*Problem description*.
Check every line of the data for the word "parse", and copy those that have it.

[Stored dataset items]
•••••

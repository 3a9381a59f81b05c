use crate::icmp::{AddressFamily, Ttl};
use socket2::{Domain, Protocol, Type};
use std::mem::MaybeUninit;
use std::net::{IpAddr, SocketAddr};
use std::{io, time::Duration};

pub(crate) use dgram_socket::DgramSocket;
pub(crate) use raw_socket::RawSocket;

mod dgram_socket;
mod hop_limit;
mod raw_socket;

pub(crate) trait TSocket: Send + Sync {
    fn send_to(&self, buf: &[u8], addr: &socket2::SockAddr) -> io::Result<usize>;

    /// Receives one ICMP message (without IP header) into `buf`. The hop count is only
    /// reported where the socket exposes it.
    fn recv_from(&self, buf: &mut [u8]) -> io::Result<(usize, IpAddr, Option<Ttl>)>;
}

/// Kind of socket used for both families. Raw sockets need privileges; datagram ICMP
/// sockets need the user's group to be allowed by `net.ipv4.ping_group_range` on Linux.
#[derive(Clone, Copy, Debug, Eq, PartialEq)]
pub enum SocketType {
    Dgram,
    Raw,
}

impl SocketType {
    pub(crate) fn from_privileged(privileged: bool) -> Self {
        if privileged {
            SocketType::Raw
        } else {
            SocketType::Dgram
        }
    }

    /// Whether the kernel leaves the ICMP identifier of outbound echo requests alone.
    /// Datagram ICMP sockets overwrite it with the socket's local port.
    pub(crate) fn preserves_identifier(self) -> bool {
        self == SocketType::Raw
    }
}

pub(crate) enum Socket {
    Raw(RawSocket),
    Dgram(DgramSocket),
}

impl Socket {
    pub(crate) fn new(
        socket_type: SocketType,
        family: AddressFamily,
        source: Option<IpAddr>,
        read_timeout: Duration,
    ) -> Result<Self, io::Error> {
        let socket = match socket_type {
            SocketType::Dgram => Socket::Dgram(DgramSocket::new(family, read_timeout)?),
            SocketType::Raw => Socket::Raw(RawSocket::new(family, read_timeout)?),
        };
        if let Some(source) = source.filter(|ip| AddressFamily::of(ip) == family) {
            tracing::trace!("binding {} socket to {}", family, source);
            socket.inner().bind(&SocketAddr::new(source, 0).into())?;
        }
        Ok(socket)
    }

    fn inner(&self) -> &socket2::Socket {
        match self {
            Socket::Dgram(socket) => &socket.socket,
            Socket::Raw(socket) => &socket.socket,
        }
    }
}

impl TSocket for Socket {
    fn send_to(&self, buf: &[u8], addr: &socket2::SockAddr) -> io::Result<usize> {
        match self {
            Socket::Dgram(socket) => socket.send_to(buf, addr),
            Socket::Raw(socket) => socket.send_to(buf, addr),
        }
    }

    fn recv_from(&self, buf: &mut [u8]) -> io::Result<(usize, IpAddr, Option<Ttl>)> {
        match self {
            Socket::Dgram(socket) => socket.recv_from(buf),
            Socket::Raw(socket) => socket.recv_from(buf),
        }
    }
}

fn new_icmp_socket(family: AddressFamily, ty: Type, read_timeout: Duration) -> io::Result<socket2::Socket> {
    let socket = match family {
        AddressFamily::V4 => socket2::Socket::new(Domain::IPV4, ty, Some(Protocol::ICMPV4))?,
        AddressFamily::V6 => socket2::Socket::new(Domain::IPV6, ty, Some(Protocol::ICMPV6))?,
    };
    socket.set_read_timeout(Some(read_timeout))?;
    Ok(socket)
}

fn recv_with_addr(socket: &socket2::Socket, buf: &mut [u8]) -> io::Result<(usize, IpAddr)> {
    // Socket2 gives a safety guaranty which allows us to do an unsafe cast from `&mut [u8]`
    // to `&mut [std::mem::MaybeUninit<u8>]`: it never writes uninitialised bytes into the buffer.
    // https://docs.rs/socket2/0.4.7/socket2/struct.Socket.html#method.recv
    let (n_bytes, socket_addr) =
        socket.recv_from(unsafe { &mut *(std::ptr::addr_of_mut!(*buf) as *mut [MaybeUninit<u8>]) })?;
    let ip_addr = socket_addr
        .as_socket()
        .map(|addr| addr.ip())
        .ok_or_else(|| io::Error::new(io::ErrorKind::InvalidData, "error in extracting IP address from SockAddr"))?;
    Ok((n_bytes, ip_addr))
}

#[cfg(test)]
pub(crate) mod tests {
    use super::*;

    use std::collections::{HashSet, VecDeque};
    use std::sync::Arc;
    use std::sync::Mutex;

    use pnet_packet::icmp::IcmpTypes;
    use pnet_packet::icmpv6::Icmpv6Types;

    #[derive(Clone, Copy, PartialEq, Eq)]
    pub(crate) enum OnSend {
        ReturnErr,
        ReturnDefault,
    }

    #[derive(PartialEq, Eq, Clone, Copy)]
    pub(crate) enum OnReceive {
        /// Never receives anything.
        ReturnWouldBlock,
        /// Fails with a non-timeout error.
        ReturnErr,
        /// Echoes every request back as a reply, except to silent addresses.
        ReturnEcho,
    }

    type VecOfBuffersAndAddresses = Arc<Mutex<Vec<(Vec<u8>, IpAddr)>>>;

    /// Stands in for a socket of one family. Clones share all state.
    #[derive(Clone)]
    pub(crate) struct SocketMock {
        family: AddressFamily,
        on_send: OnSend,
        on_receive: OnReceive,
        silent: Arc<Mutex<HashSet<IpAddr>>>,
        replies_per_request: usize,
        hop_limit: Arc<Mutex<Option<Ttl>>>,
        sent: VecOfBuffersAndAddresses,
        pending: Arc<Mutex<VecDeque<Result<(Vec<u8>, IpAddr), io::ErrorKind>>>>,
        received_cnt: Arc<Mutex<usize>>,
        recv_calls: Arc<Mutex<usize>>,
    }

    impl SocketMock {
        pub(crate) fn new(family: AddressFamily, on_send: OnSend, on_receive: OnReceive) -> Self {
            Self {
                family,
                on_send,
                on_receive,
                silent: Arc::new(Mutex::new(HashSet::new())),
                replies_per_request: 1,
                hop_limit: Arc::new(Mutex::new(Some(Ttl(64)))),
                sent: Arc::new(Mutex::new(vec![])),
                pending: Arc::new(Mutex::new(VecDeque::new())),
                received_cnt: Arc::new(Mutex::new(0)),
                recv_calls: Arc::new(Mutex::new(0)),
            }
        }

        pub(crate) fn new_echo(family: AddressFamily) -> Self {
            Self::new(family, OnSend::ReturnDefault, OnReceive::ReturnEcho)
        }

        /// Requests to `addr` are recorded but never answered.
        pub(crate) fn with_silent(self, addr: IpAddr) -> Self {
            self.silent.lock().unwrap().insert(addr);
            self
        }

        /// Hop count reported with every received packet.
        pub(crate) fn with_hop_limit(self, hop_limit: Option<Ttl>) -> Self {
            *self.hop_limit.lock().unwrap() = hop_limit;
            self
        }

        /// Every echoed request is answered `n` times.
        pub(crate) fn with_replies_per_request(mut self, n: usize) -> Self {
            self.replies_per_request = n;
            self
        }

        /// Queues raw ICMP bytes to be returned by a later `recv_from`.
        pub(crate) fn inject(&self, bytes: Vec<u8>, from: IpAddr) {
            self.pending.lock().unwrap().push_back(Ok((bytes, from)));
        }

        /// Queues a read error to be returned by a later `recv_from`.
        pub(crate) fn inject_error(&self, kind: io::ErrorKind) {
            self.pending.lock().unwrap().push_back(Err(kind));
        }

        pub(crate) fn sent_packets(&self) -> Vec<(Vec<u8>, IpAddr)> {
            self.sent.lock().unwrap().clone()
        }

        pub(crate) fn recv_calls(&self) -> usize {
            *self.recv_calls.lock().unwrap()
        }

        pub(crate) fn should_send_number_of_messages(&self, n: usize) -> &Self {
            assert_eq!(n, self.sent.lock().unwrap().len());
            self
        }

        pub(crate) fn should_send_to_address(&self, addr: &IpAddr) -> &Self {
            assert!(self.sent.lock().unwrap().iter().any(|e| *addr == e.1));
            self
        }

        pub(crate) fn should_receive_number_of_messages(&self, n: usize) -> &Self {
            assert_eq!(n, *self.received_cnt.lock().unwrap());
            self
        }

        fn reply_type(&self) -> u8 {
            match self.family {
                AddressFamily::V4 => IcmpTypes::EchoReply.0,
                AddressFamily::V6 => Icmpv6Types::EchoReply.0,
            }
        }

        fn would_block() -> io::Error {
            // Stand in for the read timeout of a real socket without spinning.
            std::thread::sleep(Duration::from_millis(1));
            io::Error::new(io::ErrorKind::WouldBlock, "simulating would-block in mock")
        }
    }

    impl TSocket for SocketMock {
        fn send_to(&self, buf: &[u8], addr: &socket2::SockAddr) -> io::Result<usize> {
            if self.on_send == OnSend::ReturnErr {
                return Err(io::Error::new(io::ErrorKind::Other, "simulating error in mock"));
            }
            let ip_addr = addr
                .as_socket()
                .ok_or_else(|| io::Error::new(io::ErrorKind::Other, "error in extracting IP address from SockAddr"))?
                .ip();
            self.sent.lock().unwrap().push((buf.to_vec(), ip_addr));

            if self.on_receive == OnReceive::ReturnEcho && !self.silent.lock().unwrap().contains(&ip_addr) {
                let mut reply = buf.to_vec();
                reply[0] = self.reply_type();
                let mut pending = self.pending.lock().unwrap();
                for _ in 0..self.replies_per_request {
                    pending.push_back(Ok((reply.clone(), ip_addr)));
                }
            }
            Ok(buf.len())
        }

        fn recv_from(&self, buf: &mut [u8]) -> io::Result<(usize, IpAddr, Option<Ttl>)> {
            *self.recv_calls.lock().unwrap() += 1;
            if self.on_receive == OnReceive::ReturnErr {
                return Err(io::Error::new(io::ErrorKind::ConnectionReset, "simulating error in mock"));
            }

            let next = self.pending.lock().unwrap().pop_front();
            let (package_bytes, ip_addr) = match next {
                None => return Err(Self::would_block()),
                Some(Err(kind)) => return Err(io::Error::new(kind, "simulating injected error in mock")),
                Some(Ok(package)) => package,
            };
            if buf.len() < package_bytes.len() {
                return Err(io::Error::new(io::ErrorKind::Other, "buffer too small"));
            }
            buf[..package_bytes.len()].copy_from_slice(&package_bytes);
            *self.received_cnt.lock().unwrap() += 1;

            Ok((package_bytes.len(), ip_addr, *self.hop_limit.lock().unwrap()))
        }
    }

    #[test]
    fn socket_type_from_privileged() {
        assert_eq!(SocketType::Raw, SocketType::from_privileged(true));
        assert_eq!(SocketType::Dgram, SocketType::from_privileged(false));
        assert!(SocketType::Raw.preserves_identifier());
        assert!(!SocketType::Dgram.preserves_identifier());
    }

    #[test]
    fn mock_echoes_requests_except_to_silent_addresses() {
        let loud: IpAddr = "127.0.0.1".parse().unwrap();
        let silent: IpAddr = "127.0.0.2".parse().unwrap();
        let socket = SocketMock::new_echo(AddressFamily::V4).with_silent(silent);

        socket.send_to(&[8, 0, 0, 0, 0, 0, 0, 1], &SocketAddr::new(loud, 0).into()).unwrap();
        socket.send_to(&[8, 0, 0, 0, 0, 0, 0, 2], &SocketAddr::new(silent, 0).into()).unwrap();

        let mut buf = [0u8; 64];
        let (n, from, ttl) = socket.recv_from(&mut buf).unwrap();
        assert_eq!(8, n);
        assert_eq!(loud, from);
        assert_eq!(Some(Ttl(64)), ttl);
        assert_eq!(0, buf[0]);
        assert_eq!(io::ErrorKind::WouldBlock, socket.recv_from(&mut buf).unwrap_err().kind());
        socket.should_send_number_of_messages(2).should_receive_number_of_messages(1);
    }
}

•••••

*Reply to the exercise*.
        let loud: IpAddr = "127.0.0.1".parse().unwrap();
        let silent: IpAddr = "127.0.0.2".parse().unwrap();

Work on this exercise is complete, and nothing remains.